Data to process below:

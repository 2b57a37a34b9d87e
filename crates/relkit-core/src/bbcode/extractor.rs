use serde::{Deserialize, Serialize};
use tracing::debug;

/// Which block tag opened a [`BBCodeBlock`].
#[derive(Debug, Clone, Copy, PartialEq, Eq, Hash, Serialize, Deserialize)]
#[serde(rename_all = "lowercase")]
pub enum BlockKind {
    Quote,
    Spoiler,
}

impl BlockKind {
    /// `[quote=` / `[spoiler=` (lowercase).
    fn titled_opener(self) -> &'static str {
        match self {
            Self::Quote => "[quote=",
            Self::Spoiler => "[spoiler=",
        }
    }

    fn closer(self) -> &'static str {
        match self {
            Self::Quote => "[/quote]",
            Self::Spoiler => "[/spoiler]",
        }
    }
}

/// An outermost titled block with its raw, unrendered content.
#[derive(Debug, Clone, PartialEq, Eq, Serialize, Deserialize)]
pub struct BBCodeBlock {
    pub kind: BlockKind,
    /// Text between `=` and `]`, trimmed.
    pub title: String,
    /// Everything between the opener and its matching closer, verbatim.
    pub content: String,
}

/// Finds outermost `[quote=Title]` / `[spoiler=Title]` blocks.
///
/// Nesting is resolved by counting same-kind titled openers against
/// same-kind closers, so a quote closer never terminates a spoiler and vice
/// versa. Untitled `[quote]` openers do not nest. Unbalanced openers are
/// skipped; finding nothing is not an error.
#[derive(Debug, Clone, Copy, Default)]
pub struct BBCodeExtractor;

impl BBCodeExtractor {
    pub fn new() -> Self {
        Self
    }

    /// Extracts outermost blocks in document order.
    ///
    /// # Examples
    /// ```
    /// use relkit_core::bbcode::BBCodeExtractor;
    ///
    /// let blocks = BBCodeExtractor::new()
    ///     .extract("[quote=Video][quote=Inner]x[/quote][/quote]");
    /// assert_eq!(blocks.len(), 1);
    /// assert_eq!(blocks[0].title, "Video");
    /// assert_eq!(blocks[0].content, "[quote=Inner]x[/quote]");
    /// ```
    pub fn extract(&self, input: &str) -> Vec<BBCodeBlock> {
        // ASCII lowercasing keeps byte offsets valid for slicing `input`.
        let lower = input.to_ascii_lowercase();
        let mut blocks = Vec::new();
        let mut pos = 0;

        while let Some((kind, tag_start)) = next_opener(&lower, pos) {
            let title_start = tag_start + kind.titled_opener().len();
            let Some(title_len) = lower[title_start..].find(']') else {
                break;
            };
            let content_start = title_start + title_len + 1;

            match matching_closer(&lower, content_start, kind) {
                Some(content_end) => {
                    blocks.push(BBCodeBlock {
                        kind,
                        title: input[title_start..content_start - 1].trim().to_string(),
                        content: input[content_start..content_end].to_string(),
                    });
                    pos = content_end + kind.closer().len();
                }
                None => {
                    debug!(offset = tag_start, ?kind, "unmatched bbcode opener skipped");
                    pos = content_start;
                }
            }
        }

        blocks
    }
}

/// Earliest titled opener of either kind at or after `from`.
fn next_opener(lower: &str, from: usize) -> Option<(BlockKind, usize)> {
    [BlockKind::Quote, BlockKind::Spoiler]
        .into_iter()
        .filter_map(|kind| {
            lower[from..]
                .find(kind.titled_opener())
                .map(|offset| (kind, from + offset))
        })
        .min_by_key(|&(_, at)| at)
}

/// Byte offset of the closer that brings depth back to zero.
fn matching_closer(lower: &str, content_start: usize, kind: BlockKind) -> Option<usize> {
    let closer = kind.closer();
    let mut depth = 1usize;
    let mut cursor = content_start;

    loop {
        let close_at = cursor + lower[cursor..].find(closer)?;
        match lower[cursor..].find(kind.titled_opener()) {
            Some(offset) if cursor + offset < close_at => {
                depth += 1;
                cursor += offset + kind.titled_opener().len();
            }
            _ => {
                depth -= 1;
                if depth == 0 {
                    return Some(close_at);
                }
                cursor = close_at + closer.len();
            }
        }
    }
}
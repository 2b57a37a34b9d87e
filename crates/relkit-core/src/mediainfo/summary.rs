//! # Summary Heuristic
//!
//! Condenses a structured MediaInfo report into one line such as
//! `HEVC 10-bit 4K DV | TrueHD 7.1 + DD 5.1 | Subs: 3 (English, Japanese, French)`.

use serde::{Deserialize, Serialize};

use super::structured::{AudioInfo, MediaInfoStructured, TextInfo, VideoInfo};
use crate::error::{RelkitError, Result};
use crate::language::{display_name, LanguageNormalizer};

/// Tunables for [`SummaryHeuristic`].
#[derive(Debug, Clone, PartialEq, Eq, Serialize, Deserialize)]
pub struct SummaryConfig {
    /// Placed between segments.
    pub separator: String,
    /// Distinct audio descriptors kept.
    pub max_audio_descriptors: usize,
    /// Subtitle languages listed in full up to this many.
    pub max_listed_languages: usize,
    /// Languages listed before the ellipsis when over the limit.
    pub truncated_languages: usize,
}

impl Default for SummaryConfig {
    fn default() -> Self {
        Self {
            separator: " | ".to_string(),
            max_audio_descriptors: 2,
            max_listed_languages: 4,
            truncated_languages: 3,
        }
    }
}

impl SummaryConfig {
    pub fn new() -> Self {
        Self::default()
    }

    pub fn with_separator(mut self, separator: impl Into<String>) -> Self {
        self.separator = separator.into();
        self
    }

    pub fn with_max_audio_descriptors(mut self, max: usize) -> Self {
        self.max_audio_descriptors = max;
        self
    }

    pub fn with_language_limits(mut self, listed: usize, truncated: usize) -> Self {
        self.max_listed_languages = listed;
        self.truncated_languages = truncated;
        self
    }

    /// Checks that the limits are usable.
    ///
    /// # Errors
    ///
    /// Returns `RelkitError::InvalidConfig` for a zero audio limit or a
    /// truncation count larger than the listing limit.
    pub fn validate(&self) -> Result<()> {
        if self.max_audio_descriptors == 0 {
            return Err(RelkitError::InvalidConfig(
                "max_audio_descriptors must be at least 1".into(),
            ));
        }
        if self.truncated_languages > self.max_listed_languages {
            return Err(RelkitError::InvalidConfig(format!(
                "truncated_languages ({}) exceeds max_listed_languages ({})",
                self.truncated_languages, self.max_listed_languages
            )));
        }
        Ok(())
    }
}

/// Builds one-line human summaries from structured MediaInfo.
#[derive(Debug, Clone)]
pub struct SummaryHeuristic {
    config: SummaryConfig,
    languages: LanguageNormalizer,
}

impl SummaryHeuristic {
    /// # Errors
    ///
    /// Fails if `config` is invalid or the language patterns fail to compile.
    pub fn new(config: SummaryConfig) -> Result<Self> {
        config.validate()?;
        Ok(Self {
            config,
            languages: LanguageNormalizer::new()?,
        })
    }

    /// Creates a heuristic sharing an existing normalizer.
    pub fn with_normalizer(config: SummaryConfig, languages: LanguageNormalizer) -> Result<Self> {
        config.validate()?;
        Ok(Self { config, languages })
    }

    pub fn config(&self) -> &SummaryConfig {
        &self.config
    }

    /// Produces the summary line; segments with no data are omitted, so a
    /// report with nothing recognizable yields an empty string.
    pub fn summarize(&self, info: &MediaInfoStructured) -> String {
        let segments: Vec<String> = [
            info.video.first().and_then(|v| self.video_segment(v)),
            self.audio_segment(&info.audio),
            self.subtitle_segment(&info.text),
        ]
        .into_iter()
        .flatten()
        .collect();

        segments.join(&self.config.separator)
    }

    /// `"{codec} [{n}-bit] {resolution} [{hdr}]"` for one video stream.
    pub fn video_segment(&self, video: &VideoInfo) -> Option<String> {
        let mut parts: Vec<String> = Vec::new();

        if let Some(format) = video.format.as_deref() {
            parts.push(format.to_string());
        }
        if let Some(bits) = video.bit_depth_bits().filter(|&b| b != 8) {
            parts.push(format!("{bits}-bit"));
        }
        if let Some(height) = video.height_px() {
            parts.push(resolution_label(height));
        }
        if let Some(hdr) = hdr_label(video) {
            parts.push(hdr.to_string());
        }

        (!parts.is_empty()).then(|| parts.join(" "))
    }

    /// Distinct audio descriptors, first ones first, joined by `" + "`.
    pub fn audio_segment(&self, audio: &[AudioInfo]) -> Option<String> {
        let mut descriptors: Vec<String> = Vec::new();
        for descriptor in audio.iter().filter_map(audio_descriptor) {
            if descriptors.len() == self.config.max_audio_descriptors {
                break;
            }
            if !descriptors.contains(&descriptor) {
                descriptors.push(descriptor);
            }
        }

        (!descriptors.is_empty()).then(|| descriptors.join(" + "))
    }

    /// `"Subs: {count}"` with the distinct languages when few enough.
    pub fn subtitle_segment(&self, text: &[TextInfo]) -> Option<String> {
        if text.is_empty() {
            return None;
        }

        let mut languages: Vec<String> = Vec::new();
        for label in text.iter().filter_map(|t| t.language.as_deref()) {
            let canonical = self.languages.canonicalize(label);
            if !languages.contains(&canonical) {
                languages.push(canonical);
            }
        }

        let count = text.len();
        let listed: Vec<String> = if languages.len() > self.config.max_listed_languages {
            languages
                .iter()
                .take(self.config.truncated_languages)
                .map(|l| display_name(l))
                .chain(std::iter::once("...".to_string()))
                .collect()
        } else {
            languages.iter().map(|l| display_name(l)).collect()
        };

        if listed.is_empty() {
            Some(format!("Subs: {count}"))
        } else {
            Some(format!("Subs: {count} ({})", listed.join(", ")))
        }
    }
}

/// Resolution bucket by frame height.
pub fn resolution_label(height: u32) -> String {
    match height {
        h if h >= 2160 => "4K".to_string(),
        h if h >= 1080 => "1080p".to_string(),
        h if h >= 720 => "720p".to_string(),
        h if h >= 576 => "576p".to_string(),
        h if h >= 480 => "480p".to_string(),
        h => format!("{h}p"),
    }
}

/// HDR marker: the explicit `HDR format` label wins; transfer
/// characteristics are consulted only when it is absent.
pub fn hdr_label(video: &VideoInfo) -> Option<&'static str> {
    if let Some(format) = video.hdr_format.as_deref() {
        let format = format.to_lowercase();
        return Some(if format.contains("dolby vision") {
            "DV"
        } else if format.contains("hdr10+") {
            "HDR10+"
        } else if format.contains("hdr10") {
            "HDR10"
        } else if format.contains("hlg") {
            "HLG"
        } else {
            "HDR"
        });
    }

    let transfer = video.transfer_characteristics.as_deref()?.to_lowercase();
    if transfer.contains("pq") || transfer.contains("smpte st 2084") {
        Some("HDR10")
    } else if transfer.contains("hlg") {
        Some("HLG")
    } else {
        None
    }
}

/// Codec label plus channel layout, e.g. `"DD+ 5.1"`.
pub fn audio_descriptor(audio: &AudioInfo) -> Option<String> {
    let codec = audio
        .commercial_name
        .as_deref()
        .and_then(commercial_codec)
        .map(str::to_string)
        .or_else(|| audio.format.as_deref().map(format_codec))?;

    Some(match audio.channel_count() {
        Some(n) => format!("{codec} {}", channel_label(n)),
        None => codec,
    })
}

/// Channel count → layout name.
pub fn channel_label(channels: u32) -> String {
    match channels {
        1 => "1.0".to_string(),
        2 => "2.0".to_string(),
        6 => "5.1".to_string(),
        7 => "6.1".to_string(),
        8 => "7.1".to_string(),
        n => format!("{n}ch"),
    }
}

fn commercial_codec(name: &str) -> Option<&'static str> {
    let name = name.to_lowercase();
    if name.contains("atmos") {
        Some("Atmos")
    } else if name.contains("truehd") {
        Some("TrueHD")
    } else if name.contains("dts") {
        Some(if name.contains("hd") { "DTS-HD MA" } else { "DTS" })
    } else {
        None
    }
}

fn format_codec(format: &str) -> String {
    match format.trim().to_uppercase().as_str() {
        "E-AC-3" | "EAC3" => "DD+".to_string(),
        "AC-3" | "AC3" => "DD".to_string(),
        "AAC" => "AAC".to_string(),
        "FLAC" => "FLAC".to_string(),
        "OPUS" => "Opus".to_string(),
        "TRUEHD" | "MLP FBA" => "TrueHD".to_string(),
        "DTS" => "DTS".to_string(),
        _ => format.trim().to_string(),
    }
}
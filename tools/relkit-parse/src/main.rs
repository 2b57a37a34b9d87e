//! relkit-parse
//!
//! Reads a release artifact from a file or stdin and prints the decoded
//! record as JSON.

use std::fs;
use std::io::{self, Read, Write};
use std::path::{Path, PathBuf};

use anyhow::{Context, Result};
use clap::{Parser, Subcommand};
use relkit_core::{IngestConfig, Ingestor, SummaryConfig};
use serde::Serialize;
use tracing::{debug, info};
use tracing_subscriber::EnvFilter;

/// CLI arguments
#[derive(Parser)]
#[command(name = "relkit-parse")]
#[command(about = "Decode BBCode specs, MediaInfo reports and torrent files to JSON")]
#[command(version)]
struct Cli {
    #[command(subcommand)]
    command: Commands,

    /// Pretty-print JSON output
    #[arg(long, global = true)]
    pretty: bool,

    /// Separator between summary segments
    #[arg(long, env = "RELKIT_SUMMARY_SEPARATOR", default_value = " | ")]
    separator: String,

    /// Distinct audio descriptors kept in the summary
    #[arg(long, env = "RELKIT_MAX_AUDIO", default_value_t = 2)]
    max_audio: usize,
}

#[derive(Subcommand)]
enum Commands {
    /// Extract outermost quote/spoiler blocks rendered to HTML
    Bbcode {
        /// Input file, or `-` for stdin
        #[arg(default_value = "-")]
        input: PathBuf,

        /// Print raw block content instead of HTML
        #[arg(long)]
        raw: bool,
    },
    /// Parse a MediaInfo text report
    Mediainfo {
        /// Input file, or `-` for stdin
        #[arg(default_value = "-")]
        input: PathBuf,

        /// Print only the summary line
        #[arg(long)]
        summary_only: bool,
    },
    /// Decode a .torrent file
    Torrent {
        /// Input file, or `-` for stdin
        #[arg(default_value = "-")]
        input: PathBuf,
    },
    /// Resolve unique language flags for the given labels
    Flags {
        /// Language labels, e.g. "English (SDH)"
        #[arg(required = true)]
        labels: Vec<String>,
    },
}

fn main() -> Result<()> {
    tracing_subscriber::fmt()
        .with_env_filter(EnvFilter::from_env("RELKIT_LOG"))
        .with_writer(io::stderr)
        .init();

    let cli = Cli::parse();
    let config = IngestConfig::new().with_summary(
        SummaryConfig::new()
            .with_separator(cli.separator.clone())
            .with_max_audio_descriptors(cli.max_audio),
    );
    let ingestor = Ingestor::new(config).context("invalid configuration")?;

    match &cli.command {
        Commands::Bbcode { input, raw } => {
            let text = read_text(input)?;
            if *raw {
                let blocks = relkit_core::extract_blocks(&text);
                info!(blocks = blocks.len(), "extracted bbcode blocks");
                emit(&blocks, cli.pretty)
            } else {
                let specs = ingestor.specs(&text);
                info!(blocks = specs.len(), "extracted bbcode specs");
                emit(&specs, cli.pretty)
            }
        }
        Commands::Mediainfo {
            input,
            summary_only,
        } => {
            let report = ingestor.mediainfo(&read_text(input)?);
            if *summary_only {
                writeln!(io::stdout(), "{}", report.summary)?;
                Ok(())
            } else {
                emit(&report, cli.pretty)
            }
        }
        Commands::Torrent { input } => {
            let bytes = read_bytes(input)?;
            let entry = ingestor
                .torrent(&bytes)
                .with_context(|| format!("failed to decode torrent {}", input.display()))?;
            info!(name = %entry.name, files = entry.files.len(), "decoded torrent");
            emit(&entry, cli.pretty)
        }
        Commands::Flags { labels } => emit(&ingestor.flags(labels), cli.pretty),
    }
}

fn read_bytes(path: &Path) -> Result<Vec<u8>> {
    if path.as_os_str() == "-" {
        let mut buf = Vec::new();
        io::stdin()
            .read_to_end(&mut buf)
            .context("failed to read stdin")?;
        debug!(bytes = buf.len(), "read stdin");
        Ok(buf)
    } else {
        let buf = fs::read(path).with_context(|| format!("failed to read {}", path.display()))?;
        debug!(bytes = buf.len(), path = %path.display(), "read file");
        Ok(buf)
    }
}

/// Text inputs tolerate invalid UTF-8 the same way the parsers tolerate
/// malformed markup.
fn read_text(path: &Path) -> Result<String> {
    let bytes = read_bytes(path)?;
    Ok(String::from_utf8_lossy(&bytes).into_owned())
}

fn emit<T: Serialize>(value: &T, pretty: bool) -> Result<()> {
    let json = if pretty {
        serde_json::to_string_pretty(value)?
    } else {
        serde_json::to_string(value)?
    };
    writeln!(io::stdout(), "{json}")?;
    Ok(())
}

End of Data to process.

Among the lines above, which ones include the word "VideoInfo"? Copy them.

◆ **Result**:
use super::structured::{AudioInfo, MediaInfoStructured, TextInfo, VideoInfo};
    pub fn video_segment(&self, video: &VideoInfo) -> Option<String> {
pub fn hdr_label(video: &VideoInfo) -> Option<&'static str> {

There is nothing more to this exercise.